Los tres cerditos indignados se rebelan en la granja

Érase una vez tres cerditos que vivían indignados porque  les habían quitado las casas el banco tras haber ejecutado su hipoteca. De los tres cerditos solamente trabajaba uno. Los otros dos habían sido incluidos en un ERE aunque su empresa daba beneficios y los directivos habían cobrado bonus millonarios.
Así que los tres cerditos debían construirse su propia cabaña ideológica donde refugiarse del ataque del lobo de los mercados. El más pequeño de todos era impetuoso y se pasaba el día twiteando. Había dejado de estudiar para trabajar en la construcción porque se ganaba mucho dinero y luego trabajó también de camarero en Benidorm porque sus padres lo habían enviado de pequeño a Londrés dos semanas y sabía algo de ingles. Sin embargo nunca se había preocupado demasiado de eso que llaman "la granja.
El cerdito mediano era un poco más mayor, leía el periódico a diario y andaba enterado de casi todo. A veces conversaba en tertulias improvisadas con otros cerditos indignados sobre la  necesidad de un cambio social en la granja y el bipartidismo que compartían lobos y zorros. Los zorros se habían establecido hace tiempo y siendo peligrosos no lo eran del todo. Solamente atacaban a veces y lo hacían de manera astuta pero sin ser muy voraces. Los lobos,  sin embargo, eran voraces y siempre querían más. Atacaban continuamente. Nunca se daban por vencidos. Exigian rescates al banco central de lobos para curar las heridas de los ejemplares que más arriesgaban en su caza.
El tercer cerdito era un cerdito implicado en la gestión de la granja. Trataba de que estuviera lo más limpia posible porque era su parcela de responsabilidad. Cada día la limpiaba y recogía lo que los demás habian dejado por el medio y se esforzaba en guardar comida durante la primavera y el verano para tener algo que comer en invierno.
Los tres cerditos indignados empezaron a construir su casa. El primero la hizo de lona y la colocó en el centro de la granja. Allí la podían ver todos. Cada animal que pasaba contemplaba esa moderna casa de lona donde se había instalado el cerdito pequeño y lo twiteaba al resto de la granja. Seguro que cuando viniera el lobo quedaría admirado del diseño y modernidad de la casa de lona y de la magnfíica orientación y organización que se había dispuesto. Estaba dispuesto a resistir el tiempo que hiciera falta porque la verdad y la justícia era los dos pilares de su casa de lona. En poco tiempo la casa de lona estaba perfectamente montada y así pudo seguir twitteando y tocando en la guitarra canciones que ha oido en algún canal de youtube.
El segundo cerdito contruyó su casa de madera con unos troncos que encontró fruto de otras casas que fueron abandonadas en su momento. Recicló los materiales y los unió con cuerdas. Lo situó en un lado de la granja. Bien orientado para que la temperatura fuera adecuada y fijó una reglas de convivencia que todo la granja admiró por su inteligencia.

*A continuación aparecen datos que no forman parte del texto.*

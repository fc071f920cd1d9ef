use actix_web::web;
use utoipa::OpenApi;
use utoipa::{
    Modify,
    openapi::security::{Http, HttpAuthScheme, SecurityScheme},
};
use utoipa_swagger_ui::SwaggerUi;

use crate::entities::{AdminRole, OrderStatus};
use crate::handlers;
use crate::models::*;

struct SecurityAddon;

impl Modify for SecurityAddon {
    fn modify(&self, openapi: &mut utoipa::openapi::OpenApi) {
        let components = openapi.components.as_mut().unwrap();
        components.add_security_scheme(
            "bearer_auth",
            SecurityScheme::Http(Http::new(HttpAuthScheme::Bearer)),
        )
    }
}

#[derive(OpenApi)]
#[openapi(
    paths(
        handlers::account::signup,
        handlers::account::register_admin,
        handlers::account::login,
        handlers::account::forgot_password,
        handlers::account::refresh,
        handlers::account::get_profile,
        handlers::account::update_profile,
        handlers::book::get_books,
        handlers::book::filter_books,
        handlers::book::get_book,
        handlers::book::create_book,
        handlers::book::update_book,
        handlers::book::delete_book,
        handlers::book::upload_book_images,
        handlers::book::delete_book_image,
        handlers::book::get_genres,
        handlers::book::get_genre,
        handlers::book::create_genre,
        handlers::book::update_genre,
        handlers::book::delete_genre,
        handlers::cart::get_cart,
        handlers::cart::add_to_cart,
        handlers::cart::update_quantity,
        handlers::cart::remove_item,
        handlers::cart::clear_cart,
        handlers::order::create_order,
        handlers::order::get_all_orders,
        handlers::order::get_my_orders,
        handlers::order::get_order,
        handlers::order::update_status,
        handlers::order::cancel_order,
        handlers::order::claim_order,
        handlers::order::delete_order,
        handlers::review::create_review,
        handlers::review::update_review,
        handlers::review::delete_review,
        handlers::review::reviews_for_book,
        handlers::review::my_reviews,
        handlers::review::get_review,
        handlers::bookmark::get_bookmarks,
        handlers::bookmark::add_bookmark,
        handlers::bookmark::remove_bookmark,
        handlers::announcement::create_announcement,
        handlers::announcement::my_announcements,
        handlers::announcement::get_all_announcements,
        handlers::announcement::get_public_announcements,
        handlers::announcement::get_announcement,
        handlers::announcement::update_announcement,
        handlers::announcement::delete_announcement,
    ),
    components(
        schemas(
            SignupRequest,
            AdminRegisterRequest,
            LoginRequest,
            ForgotPasswordRequest,
            UpdateProfileRequest,
            MemberResponse,
            AdminResponse,
            AdminRole,
            UserProfile,
            AuthResponse,
            BookCreateRequest,
            BookResponse,
            BookImageResponse,
            BookFilterQuery,
            GenreCreateRequest,
            GenreResponse,
            AddToCartRequest,
            UpdateCartRequest,
            CartItemResponse,
            CartResponse,
            OrderItemResponse,
            OrderResponse,
            OrderStatus,
            OrderStatusUpdateRequest,
            ReviewCreateRequest,
            ReviewUpdateRequest,
            ReviewResponse,
            BookmarkResponse,
            AnnouncementCreateRequest,
            AnnouncementResponse,
        )
    ),
    modifiers(&SecurityAddon),
    tags(
        (name = "account", description = "Registration, login and profile API"),
        (name = "book", description = "Book catalog API"),
        (name = "genre", description = "Genre taxonomy API"),
        (name = "cart", description = "Shopping cart API"),
        (name = "order", description = "Order placement and fulfillment API"),
        (name = "review", description = "Book review API"),
        (name = "bookmark", description = "Bookmark API"),
        (name = "announcement", description = "Announcement API"),
    ),
    info(
        title = "Bookstore Backend API",
        version = "1.0.0",
        description = "Online bookstore REST API documentation"
    ),
    servers(
        (url = "/api", description = "Local server")
    )
)]
pub struct ApiDoc;

pub fn swagger_config(cfg: &mut web::ServiceConfig) {
    cfg.service(
        SwaggerUi::new("/swagger-ui/{_:.*}").url("/api-docs/openapi.json", ApiDoc::openapi()),
    )
    .route(
        "/swagger-ui",
        web::get().to(|| async {
            actix_web::HttpResponse::Found()
                .append_header(("Location", "/swagger-ui/"))
                .finish()
        }),
    );
}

El tercer cerdito decidió que necesitaría más tiempo y más esfuerzo pero construiria una casa de piedras. Fue recogiendo materiales consistentes de la naturaleza para hacerla sostenible. Las unió con  el cemento de la épica. Abrió las ventanas de la transparencia y estableció tabiques flexibles que se pudieran acomodar a diversas funciones para aprovechar mejor el espacio.

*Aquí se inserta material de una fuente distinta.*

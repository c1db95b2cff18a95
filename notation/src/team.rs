//! Team data model shared by the parser and formatter

use indexmap::IndexMap;
use serde::{Deserialize, Serialize};

/// One structured Pokemon entry from a team export.
///
/// Spread maps keep insertion order, so a formatted entry lists its stats
/// in the order the source text did.
#[derive(Debug, Clone, PartialEq, Serialize, Deserialize)]
#[serde(rename_all = "camelCase")]
pub struct TeamMember {
    /// Species or nickname token from the header line
    pub name: String,

    /// Held item, if the header carried one
    #[serde(skip_serializing_if = "Option::is_none")]
    pub item: Option<String>,

    #[serde(skip_serializing_if = "Option::is_none")]
    pub ability: Option<String>,

    /// Level (1-100)
    #[serde(skip_serializing_if = "Option::is_none")]
    pub level: Option<u8>,

    #[serde(skip_serializing_if = "Option::is_none")]
    pub tera_type: Option<String>,

    #[serde(skip_serializing_if = "Option::is_none")]
    pub nature: Option<String>,

    /// EV spread keyed by stat name, values 0-252
    pub evs: IndexMap<String, u8>,

    /// IV spread keyed by stat name, values 0-31
    pub ivs: IndexMap<String, u8>,

    /// Moves in listed order (1-4 for a valid entry)
    pub moves: Vec<String>,
}

impl TeamMember {
    /// Create a bare entry from a header line's name and optional item
    pub fn new(name: impl Into<String>, item: Option<String>) -> Self {
        Self {
            name: name.into(),
            item,
            ability: None,
            level: None,
            tera_type: None,
            nature: None,
            evs: IndexMap::new(),
            ivs: IndexMap::new(),
            moves: Vec::new(),
        }
    }
}

/// Outcome of validating a team export.
///
/// Diagnostics accumulate instead of aborting the parse; the structured
/// team is attached only when there are none.
#[derive(Debug, Clone, PartialEq, Serialize, Deserialize)]
#[serde(rename_all = "camelCase")]
pub struct ValidationResult {
    pub is_valid: bool,

    /// Human-readable diagnostics, 1-indexed by source line where applicable
    pub errors: Vec<String>,

    #[serde(skip_serializing_if = "Option::is_none")]
    pub team: Option<Vec<TeamMember>>,
}

impl ValidationResult {
    /// Clean result carrying the parsed team
    pub fn valid(team: Vec<TeamMember>) -> Self {
        Self {
            is_valid: true,
            errors: Vec::new(),
            team: Some(team),
        }
    }

    /// Failed result; the team is withheld, not emptied
    pub fn invalid(errors: Vec<String>) -> Self {
        Self {
            is_valid: false,
            errors,
            team: None,
        }
    }
}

Los tres cerditos celebraron una fiesta y cantaron aquello de ¿Quien teme al lobo feroz de los mercados? ¿Quien teme al lobo feroz de los mercados?
 Y entonces vino el lobo.
Primero acudió a la cabaña de lona y sin decir ni una palabra de un soplido bajó el coste del despido y levantó la cabaña. El cerdito menor salió corriendo y se refugió en la cabaña del cerdito mediano. Al llegar allí el lobo de los mercados exigió: Abreme la puerta. Los cerditos se negaron. Y el lobo de los mercados de un recorte social bajó el sueldo de los funcionarios y congeló las pensiones destrozando la cabaña. Los dos cerditos fueron a refugiarse en la casa del cerdito mayor. El cerdito mayor les abrió la puerta rápidamente para que tuvieran algo de protección social y un pequeño subsidio para sobrevivir. Y entonces el lobo volvió a exigir: Abridme la puerta. Y el cerdito mayor convocó una huelga general en toda la granja a la que asistieron todos los animales, ganó las elecciones con el voto incluso de las gallinas que siempre había sido muy cobardes, estableció mecanismos de Gobierno Abierto en la granja. Tanto que incluso los conejos que estaban todo el día en otros menesteres se sintieron motivados para participar y empezaron a limpiar un poco.
El cerdito mayor miró a sus hermanos con cierta condescendencia y les dijo: Vamos.. ahora tenemos que construir más casas de piedra.